At the Herbert
Tabor Research Award Lecture at the American Society for Biochemistry and Molecular Biology meeting, in his talk “Chaperonin-mediated protein folding”, Prof. Arthur Horwich of Yale University and the Howard Hughes Medical Institute
opened by regaling us with the story of the famous experiment by Christian
Anfinsen. The hypothesis was that all of
the information required for a protein to fold into its three-dimensional shape
was encoded in the amino acid sequence.
He tested the hypothesis by treating the protein with urea and
beta-mercaptoethanol (BME), chemicals that cause the protein to unfold, then he slowly removed the urea and BME, and amazingly he recovered the protein’s
activity, meaning that it had folded correctly.

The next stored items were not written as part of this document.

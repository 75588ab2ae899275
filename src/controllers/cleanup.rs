//! Cleanup / refreeze reaper (C8). Grounded in
//! `examples/original_source/curator/actions/deepfreeze/cleanup.py` and
//! `refreeze.py`, which share one reconciliation core in this port.

use chrono::Utc;
use tracing::{info, warn};

use crate::error::Result;
use crate::es::ClusterClient;
use crate::models::{Repository, RunReport, ThawRequestStatus, ThawState};
use crate::policy::PolicyMutator;
use crate::s3::S3Adapter;
use crate::store::StateStore;

pub struct CleanupController<'a> {
    es: &'a ClusterClient,
    s3: &'a S3Adapter,
    store: &'a StateStore,
}

impl<'a> CleanupController<'a> {
    pub fn new(es: &'a ClusterClient, s3: &'a S3Adapter, store: &'a StateStore) -> Self {
        CleanupController { es, s3, store }
    }

    /// Auto-triggered cleanup: detect expiry, process, retire stale requests, drop
    /// orphan thawed-policies. Used by `rotate` at the end of its run and by the
    /// standalone `cleanup` subcommand.
    pub async fn reap(&self, dry_run: bool) -> Result<RunReport> {
        let mut report = RunReport::default();

        let mounted = self.store.all_repositories(None, Some(true)).await?;
        let mut to_expire = Vec::new();
        for mut repo in mounted {
            if repo.thaw_state == ThawState::Thawed {
                match repo.expires_at {
                    Some(expires_at) if Utc::now() >= expires_at => to_expire.push(repo),
                    Some(_) => {}
                    None => {
                        warn!(repo = %repo.name, "thawed repository has no expires_at, leaving thawed");
                    }
                }
                continue;
            }
            if let Ok(status) = self.s3.check_restore_status(&repo.bucket, &repo.base_path).await {
                if status.not_restored == status.total && status.restored == 0 && status.in_progress == 0 {
                    repo.mark_expired();
                    to_expire.push(repo);
                }
            }
        }

        self.process_expired(to_expire, dry_run, &mut report).await?;

        if !dry_run {
            self.retire_stale_thaw_requests().await?;
            self.delete_orphan_thawed_policies().await?;
        }

        Ok(report)
    }

    /// Explicit refreeze of a caller-supplied subset (single repo, a thaw-request's
    /// repos, or every currently thawed+mounted repository).
    pub async fn refreeze(&self, repos: Vec<Repository>, dry_run: bool) -> Result<RunReport> {
        let mut report = RunReport::default();
        self.process_expired(repos, dry_run, &mut report).await?;
        if !dry_run {
            self.delete_orphan_thawed_policies().await?;
        }
        Ok(report)
    }

    async fn process_expired(&self, repos: Vec<Repository>, dry_run: bool, report: &mut RunReport) -> Result<()> {
        if repos.is_empty() {
            return Ok(());
        }

        let refrozen_names: Vec<String> = repos.iter().map(|r| r.name.clone()).collect();
        let all_repos = self.store.all_repositories(None, None).await?;

        for mut repo in repos {
            if dry_run {
                info!(repo = %repo.name, "DRY-RUN: would refreeze repository");
                report.push_skipped(&repo.name, "dry-run");
                continue;
            }

            // The `expired` transition must persist before the delete-repository
            // call so a crash here resumes from `expired`, not `thawed`.
            if repo.thaw_state != ThawState::Expired {
                repo.mark_expired();
            }
            if let Err(e) = self.store.persist_repository(&mut repo).await {
                report.push_failed(&repo.name, e);
                continue;
            }

            match self.es.get_repository(&repo.name).await {
                Ok(Some(_)) => {
                    if let Err(e) = self.es.delete_repository(&repo.name).await {
                        report.push_failed(&repo.name, crate::error::DeepfreezeError::RepositoryError(e.to_string()));
                        continue;
                    }
                }
                Ok(None) => {
                    if repo.is_mounted {
                        warn!(repo = %repo.name, "record says mounted but cluster has no such repository");
                    }
                }
                Err(e) => warn!(repo = %repo.name, error = %e, "failed to query repository before cleanup"),
            }

            repo.reset_to_frozen();

            let mut other_indices = std::collections::BTreeSet::new();
            for other in &all_repos {
                if other.name == repo.name {
                    continue;
                }
                if let Ok(snapshots) = self.es.get_snapshots(&other.name).await {
                    if let Some(list) = snapshots.get("snapshots").and_then(|v| v.as_array()) {
                        for snap in list {
                            if let Some(indices) = snap.get("indices").and_then(|v| v.as_array()) {
                                for idx in indices {
                                    if let Some(name) = idx.as_str() {
                                        other_indices.insert(name.to_string());
                                    }
                                }
                            }
                        }
                    }
                }
            }

            if let Ok(snapshots) = self.es.get_snapshots(&repo.name).await {
                if let Some(list) = snapshots.get("snapshots").and_then(|v| v.as_array()) {
                    let mut seen = std::collections::BTreeSet::new();
                    for snap in list {
                        if let Some(indices) = snap.get("indices").and_then(|v| v.as_array()) {
                            for idx in indices {
                                if let Some(name) = idx.as_str() {
                                    seen.insert(name.to_string());
                                }
                            }
                        }
                    }
                    for index_name in seen {
                        if other_indices.contains(&index_name) {
                            continue;
                        }
                        let health_before = self.es.cluster_health(Some(&index_name)).await.ok();
                        match self.es.delete_index(&index_name).await {
                            Ok(()) => {
                                info!(index = %index_name, health = ?health_before, "deleted index uniquely owned by refrozen repository");
                            }
                            Err(e) => warn!(index = %index_name, error = %e, "failed to delete orphaned index"),
                        }
                    }
                }
            }

            if let Err(e) = self.store.persist_repository(&mut repo).await {
                report.push_failed(&repo.name, e);
                continue;
            }

            report.push_ok(&repo.name);
        }

        self.mark_requests_refrozen(&refrozen_names).await?;

        Ok(())
    }

    /// Any thaw-request whose every referenced repository has just been returned
    /// to `frozen` transitions to `status=refrozen` (so it ages out on the
    /// `thaw_request_retention_days_refrozen` clock instead of lingering).
    async fn mark_requests_refrozen(&self, just_frozen: &[String]) -> Result<()> {
        if just_frozen.is_empty() {
            return Ok(());
        }
        let requests = self.store.list_thaw_requests().await?;
        for request in requests {
            if matches!(request.status, ThawRequestStatus::Refrozen | ThawRequestStatus::Failed) {
                continue;
            }
            if request.repos.is_empty() || !request.repos.iter().any(|r| just_frozen.contains(r)) {
                continue;
            }
            let mut all_frozen = true;
            for name in &request.repos {
                let repo = self.store.get_repository(name).await?;
                if matches!(repo.thaw_state, ThawState::Thawing | ThawState::Thawed) {
                    all_frozen = false;
                    break;
                }
            }
            if all_frozen {
                self.store
                    .update_thaw_request_status(request.request_id, ThawRequestStatus::Refrozen)
                    .await?;
            }
        }
        Ok(())
    }

    async fn retire_stale_thaw_requests(&self) -> Result<()> {
        let settings = self.store.get_settings().await?;
        let requests = self.store.list_thaw_requests().await?;
        let now = Utc::now();

        for request in requests {
            let retention_days = match request.status {
                ThawRequestStatus::Completed => settings.thaw_request_retention_days_completed,
                ThawRequestStatus::Failed => settings.thaw_request_retention_days_failed,
                ThawRequestStatus::Refrozen => settings.thaw_request_retention_days_refrozen,
                ThawRequestStatus::InProgress => {
                    let mut still_pending = false;
                    for name in &request.repos {
                        let repo = self.store.get_repository(name).await?;
                        if matches!(repo.thaw_state, ThawState::Thawing | ThawState::Thawed) {
                            still_pending = true;
                            break;
                        }
                    }
                    if !still_pending {
                        self.store.delete_thaw_request(request.request_id).await?;
                    }
                    continue;
                }
            };

            let age_days = (now - request.created_at).num_days();
            if age_days >= retention_days {
                self.store.delete_thaw_request(request.request_id).await?;
            }
        }

        Ok(())
    }

    async fn delete_orphan_thawed_policies(&self) -> Result<()> {
        let settings = self.store.get_settings().await?;
        let policy_mutator = PolicyMutator::new(self.es);
        let candidates = policy_mutator.policies_with_suffix("thawed").await?;
        for (name, entry) in candidates {
            if !name.starts_with(&settings.repo_name_prefix) {
                continue;
            }
            if PolicyMutator::policy_safe_to_delete(&entry) {
                self.es.delete_lifecycle(&name).await?;
            }
        }
        Ok(())
    }
}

This is amazing because the number of possible arrangements the protein could assume is
huge, and yet it was able to find the right one. The experiment is elegant, and it won a Nobel Prize in 1972.
It’s a common
story to use when beginning a talk on protein folding, but I was more
interested by what he said next: “I didn’t hear about this experiment until I
was a freshman at Brown”, as if he had expected to have heard about it earlier.
I think this
story illustrates the gulf between what scientists expect the public to know
and what the public actually knows. I
went to an excellent high school, but my ninth-grade biology class didn’t
really discuss biochemistry at a molecular level, and for pretty fair reasons:
we didn’t have chemistry until tenth grade, so I’m not sure what would have
been gained by talking about the fact that proteins are made of amino acids and
the protein folding problem. In Advanced
Placement Chemistry in eleventh grade, we spent a good deal of time on intermolecular
interactions, so we probably could have applied those principles to proteins,
but it was a chemistry class, not a biochemistry class, so we didn’t. So even as a definitely
more-educated-in-chemistry-than-average student, I, as Prof. Horwich, entered
college having never heard of the Anfinsen experiment, or indeed of protein
folding. We scientists would do well to
remember that when trying to communicate with the public.